Diana Eck’s book, A New Religious America: How a “Christian Country” Has Become the World’s Most Religiously Diverse Nation was published in 1997. In 2002, the paperback edition was released, with the preface “A New Religious America – After September 11.”

In A New Religious America, Diana Eck describes the transformation of America’s religious landscape, and explores the implications of this new religious reality. For excerpts, please see: “A Mosque in Massachusetts” and “Next Door Neighbors: Muslims and Methodists.”

From the publisher, HarperSanFrancisco: “The United States is the most religiously diverse nation in the world,” leading religious scholar Diana Eck writes in this eye-opening guide to the religious realities of America today. The Immigration Act of 1965 eliminated the quotas linking immigration to national origins. Since then, Muslims, Buddhists, Hindus, Sikhs, Jains, Zoroastrians, and new varieties of Jews and Catholics have arrived from every part of the globe, radically altering the religious landscape of the United States. Members of the world's religions live not just on the other side of the world but in our neighborhoods; Hindu children go to school with Jewish children; Muslims, Buddhists, and Sikhs work side-by-side with Protestants and Catholics.
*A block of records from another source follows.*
//! Close handshake semantics (RFC 6455 Section 7): status-code catalog,
//! close-frame payload parsing, and the sanitation rules applied to every
//! outgoing close.

use crate::frame::Frame;
use bytes::{BufMut, Bytes, BytesMut};

/// Close status codes from the RFC 6455 catalog.
///
/// `NoStatus` and `AbnormalClose` are sentinels for reporting; they are
/// never written to the wire.
#[derive(Debug, Clone, Copy, PartialEq, Eq)]
#[repr(u16)]
pub enum CloseCode {
    /// Normal closure (1000).
    Normal = 1000,
    /// Endpoint going away (1001).
    GoingAway = 1001,
    /// Protocol error (1002).
    ProtocolError = 1002,
    /// Data type the endpoint cannot accept (1003).
    UnsupportedData = 1003,
    /// No status present in the close frame (1005, sentinel).
    NoStatus = 1005,
    /// Connection dropped without a close frame (1006, sentinel).
    AbnormalClose = 1006,
    /// Message data inconsistent with its type, e.g. bad UTF-8 (1007).
    InvalidPayload = 1007,
    /// Policy violation (1008).
    PolicyViolation = 1008,
    /// Message too big to process (1009).
    MessageTooBig = 1009,
    /// Client required an extension the server did not negotiate (1010).
    ExtensionRequired = 1010,
    /// Unexpected condition inside the endpoint (1011).
    InternalEndpointError = 1011,
}

impl From<CloseCode> for u16 {
    fn from(code: CloseCode) -> Self {
        code as Self
    }
}

/// True for the codes that must never appear on the wire (1005, 1006).
/// Codes that cannot be represented in the two-byte field do not reach
/// this check.
#[must_use]
pub fn is_invalid_on_wire(code: u16) -> bool {
    matches!(code, 1005 | 1006)
}

/// True for codes reserved by the protocol: 0-999, 1004, 1012-1014 and
/// everything from 1015 up, excluding the 4000-4999 application range.
#[must_use]
pub fn is_reserved(code: u16) -> bool {
    !is_invalid_on_wire(code) && !matches!(code, 1000..=1003 | 1007..=1011 | 4000..=4999)
}

/// True for codes a peer may legitimately send in a close frame. The
/// 3000-3999 registered range is accepted on receipt even though this
/// endpoint never originates it.
#[must_use]
pub fn is_acceptable_on_wire(code: u16) -> bool {
    matches!(code, 1000..=1003 | 1007..=1011 | 3000..=4999)
}

/// Outgoing-close sanitation.
///
/// Maps the application- or protocol-supplied status onto what actually
/// goes on the wire:
///
/// - `NoStatus` becomes `Normal` with an empty reason,
/// - `AbnormalClose` becomes `PolicyViolation`, keeping the reason,
/// - codes invalid on the wire become `ProtocolError` / "Status code is
///   invalid",
/// - reserved codes become `ProtocolError` / "Status code is reserved",
/// - anything else passes through unchanged.
#[must_use]
pub fn sanitize_close(code: u16, reason: &str) -> (u16, String) {
    if code == CloseCode::NoStatus as u16 {
        (CloseCode::Normal as u16, String::new())
    } else if code == CloseCode::AbnormalClose as u16 {
        (CloseCode::PolicyViolation as u16, reason.to_string())
    } else if is_invalid_on_wire(code) {
        (
            CloseCode::ProtocolError as u16,
            "Status code is invalid".to_string(),
        )
    } else if is_reserved(code) {
        (
            CloseCode::ProtocolError as u16,
            "Status code is reserved".to_string(),
        )
    } else {
        (code, reason.to_string())
    }
}

/// Why a close-frame payload failed to parse.
#[derive(Debug, Clone, Copy, PartialEq, Eq)]
pub enum ClosePayloadError {
    /// One-byte payload: a status code needs two bytes.
    TruncatedCode,
    /// The status code may not appear on the wire.
    DisallowedCode(u16),
    /// The reason text was not valid UTF-8.
    InvalidReasonUtf8,
}

impl std::fmt::Display for ClosePayloadError {
    fn fmt(&self, f: &mut std::fmt::Formatter<'_>) -> std::fmt::Result {
        match self {
            Self::TruncatedCode => write!(f, "close payload of one byte"),
            Self::DisallowedCode(code) => write!(f, "close status code {code} not allowed"),
            Self::InvalidReasonUtf8 => write!(f, "close reason is not valid UTF-8"),
        }
    }
}

impl std::error::Error for ClosePayloadError {}

/// Parsed close-frame payload: empty, a bare status code, or a status
/// code followed by a UTF-8 reason.
#[derive(Debug, Clone, PartialEq, Eq, Default)]
pub struct CloseReason {
    /// Status code, when the payload carried one.
    pub code: Option<u16>,
    /// Reason text, when the payload carried one.
    pub reason: Option<String>,
}

impl CloseReason {
    /// Close reason with a code and optional text.
    #[must_use]
    pub fn new(code: u16, reason: Option<&str>) -> Self {
        Self {
            code: Some(code),
            reason: reason.map(String::from),
        }
    }

    /// Normal closure, no reason text.
    #[must_use]
    pub fn normal() -> Self {
        Self::new(CloseCode::Normal as u16, None)
    }

    /// Parses a received close payload.
    ///
    /// # Errors
    ///
    /// - [`ClosePayloadError::TruncatedCode`] for a one-byte payload,
    /// - [`ClosePayloadError::DisallowedCode`] when the code is one the
    ///   peer may not send,
    /// - [`ClosePayloadError::InvalidReasonUtf8`] for a malformed reason.
    pub fn parse(payload: &[u8]) -> Result<Self, ClosePayloadError> {
        match payload.len() {
            0 => Ok(Self::default()),
            1 => Err(ClosePayloadError::TruncatedCode),
            _ => {
                let code = u16::from_be_bytes([payload[0], payload[1]]);
                if !is_acceptable_on_wire(code) {
                    return Err(ClosePayloadError::DisallowedCode(code));
                }
                let reason = if payload.len() > 2 {
                    let text = std::str::from_utf8(&payload[2..])
                        .map_err(|_| ClosePayloadError::InvalidReasonUtf8)?;
                    Some(text.to_string())
                } else {
                    None
                };
                Ok(Self {
                    code: Some(code),
                    reason,
                })
            }
        }
    }

    /// Encodes this reason as a close-frame payload.
    #[must_use]
    pub fn encode(&self) -> Bytes {
        match (&self.code, &self.reason) {
            (None, _) => Bytes::new(),
            (Some(code), None) => Bytes::copy_from_slice(&code.to_be_bytes()),
            (Some(code), Some(reason)) => {
                let mut buf = BytesMut::with_capacity(2 + reason.len());
                buf.put_u16(*code);
                buf.put_slice(reason.as_bytes());
                buf.freeze()
            }
        }
    }

    /// Builds the close frame carrying this reason.
    #[must_use]
    pub fn to_frame(&self) -> Frame {
        Frame::close(self.encode())
    }
}

/// Terminal record of how a session ended.
///
/// `was_clean` is true only after a close frame was both sent and
/// received. `closed_by_me` records who sent the first close frame,
/// `dropped_by_me` who initiated the TCP shutdown.
#[derive(Debug, Clone, Default)]
pub struct CloseRecord {
    /// Status code this endpoint sent (post-sanitation).
    pub local_code: Option<u16>,
    /// Reason this endpoint sent.
    pub local_reason: Option<String>,
    /// Status code received from the peer.
    pub remote_code: Option<u16>,
    /// Reason received from the peer.
    pub remote_reason: Option<String>,
    /// Both sides exchanged close frames before TCP shutdown.
    pub was_clean: bool,
    /// This endpoint sent the first close frame.
    pub closed_by_me: bool,
    /// This endpoint initiated the TCP shutdown.
    pub dropped_by_me: bool,
}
This new religious diversity is now a Main Street phenomenon, yet many Americans remain unaware of the profound change taking place at every level of our society, from local school boards to Congress, and in small-town Nebraska as well as New York City. Islamic centers and mosques, Hindu and Buddhist temples, and meditation centers can be found in virtually every major American metropolitan area. There are Muslims, Hindus, and Buddhists in Salt Lake City, Utah; Toledo, Ohio; and Jackson, Mississippi. Buddhism has become an American religion, as communities widely separated in Asia are now neighbors in Los Angeles, Seattle, and Chicago. Eck describes Muslims worshipping in a U-Haul dealership in Pawtucket, Rhode Island; a gymnasium in Oklahoma City; and a former mattress showroom in Northridge, California. Hindu temples are housed in a warehouse in Queens, a former YMCA in New Jersey, and a former Methodist church in Minneapolis.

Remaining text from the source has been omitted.